全員がベンチ入りメンバーで、スタンドには保護者のみ。
ボールボーイを出すと、守備のときのベンチはガラガラ。
試合中のグラウンド整備も、次のチームが協力してくれる。
15人一丸となって強豪福岡第一と対戦した
試合は、なかなか動かなかった。
5回まで、宇美商はほぼ完璧に抑えられていた。福岡第一も毎回1本ずつヒットは出るものの塁を進めることができなかった。
ただ、そんな中でも宇美商ナインは、いつも全力疾走。高校野球ではグラウンド内で走ることは当然だと思うが、「全力疾走」なのだ。守備につく時も、守備が終わった時も、三振してベンチに帰ってくる時も。動きがない5回まででも、見ていて気持ちがよかった。
動いたのは6回表。宇美商は先発の森に代打藤を送ると、初球をセンター前に運ぶ。犠打と相手のフィールダースチョイスで先制。四番井上の犠飛もあり、この回2点を挙げる。
野球でよく言われるのが「取った後の守備が大事」
2点を取った後の守備…6回裏からはショートを守っていた松永がマウンドに上がる。2アウトを取り4番泰中にセンターオーバーの二塁打を打たれてしまう。しかし、続く実熊のライト前に落ちると思った打球をセカンド川原がジャンピングキャッチ。バックも盛りあげる。ジャンプした際に出たユニフォームをズボンに入れながら、ここでもまた全力疾走で戻ってきた。
試合シーン2(宇美商)
7回裏ついに福岡第一が反撃に出る。先頭石崎が出塁すると、盗塁、犠打で進塁。9番菊岡の内野ゴロの間に1点を返すと、続く1番矢野のタイムリーで一気に同点に追いつく。
追いつかれた宇美商は8回表、1アウトから守備で好捕も見せた1番川原が右中間を破る三塁打を放つと、3番副島のタイムリーで勝ち越す。4番井上、5番甲斐の連続四死球で2アウト満塁にするも追加点は挙げられなかった。
ただ、この回も宇美商の「全力疾走」が見られた。5番甲斐が死球を受けた際、一瞬うずくまったがその後一塁まで「全力疾走」やはり見ていて気持ちがいいものだった。

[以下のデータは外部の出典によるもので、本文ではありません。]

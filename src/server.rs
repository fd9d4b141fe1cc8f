//! Relay server
//!
//! Builds the router over the shared `ChatState` and serves it until Ctrl+C.

use std::sync::Arc;

use axum::routing::get;
use axum::Router;
use tokio::net::TcpListener;
use tower_http::trace::TraceLayer;
use tracing::{error, info};

use crate::config::Config;
use crate::error::AppError;
use crate::handler::{health_check, list_rooms, ws_handler};
use crate::state::ChatState;

/// Routes served by the relay
pub fn router(state: Arc<ChatState>) -> Router {
    Router::new()
        .route("/ws", get(ws_handler))
        .route("/rooms", get(list_rooms))
        .route("/health", get(health_check))
        .layer(TraceLayer::new_for_http())
        .with_state(state)
}

/// Serve on an already bound listener until `shutdown` resolves
pub async fn serve(
    listener: TcpListener,
    state: Arc<ChatState>,
    shutdown: impl std::future::Future<Output = ()> + Send + 'static,
) -> Result<(), AppError> {
    info!("Chat relay listening on {}", listener.local_addr()?);
    axum::serve(listener, router(state))
        .with_graceful_shutdown(shutdown)
        .await?;
    info!("Chat relay shut down");
    Ok(())
}

/// Seed state from `config`, bind, and serve until Ctrl+C
pub async fn run(config: Config) -> Result<(), AppError> {
    let state = Arc::new(ChatState::from_config(&config).await);
    info!(
        "Seeded {} room(s) and {} user(s)",
        state.rooms.len().await,
        state.users.len().await
    );

    let listener = TcpListener::bind(config.bind_addr()).await?;
    serve(listener, state, shutdown_signal()).await
}

async fn shutdown_signal() {
    if let Err(e) = tokio::signal::ctrl_c().await {
        error!("Failed to listen for shutdown signal: {}", e);
        return;
    }
    info!("Shutdown signal received");
}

試合は、8回裏に先頭打者に四球を与えてしまうと、5番実熊、6番石崎の長短打で同点にされてしまう。2アウト1,3塁、9番菊岡を2ストライクと追い込んだ後タイムリーを放たれ、これが決勝打となった。
試合は4-3で福岡第一が勝ちを収めたが、宇美商にとっても大きな収穫があった試合ではないだろうか。また、見ていて本当に気持ちの良い試合であった。
「次の大会、頑張ります」
そう話す女子マネージャーの目には、きらりと光るものが見えた。新一年生も入った宇美商が今後どのような「一丸となった試合」を見せるのか、今から楽しみである。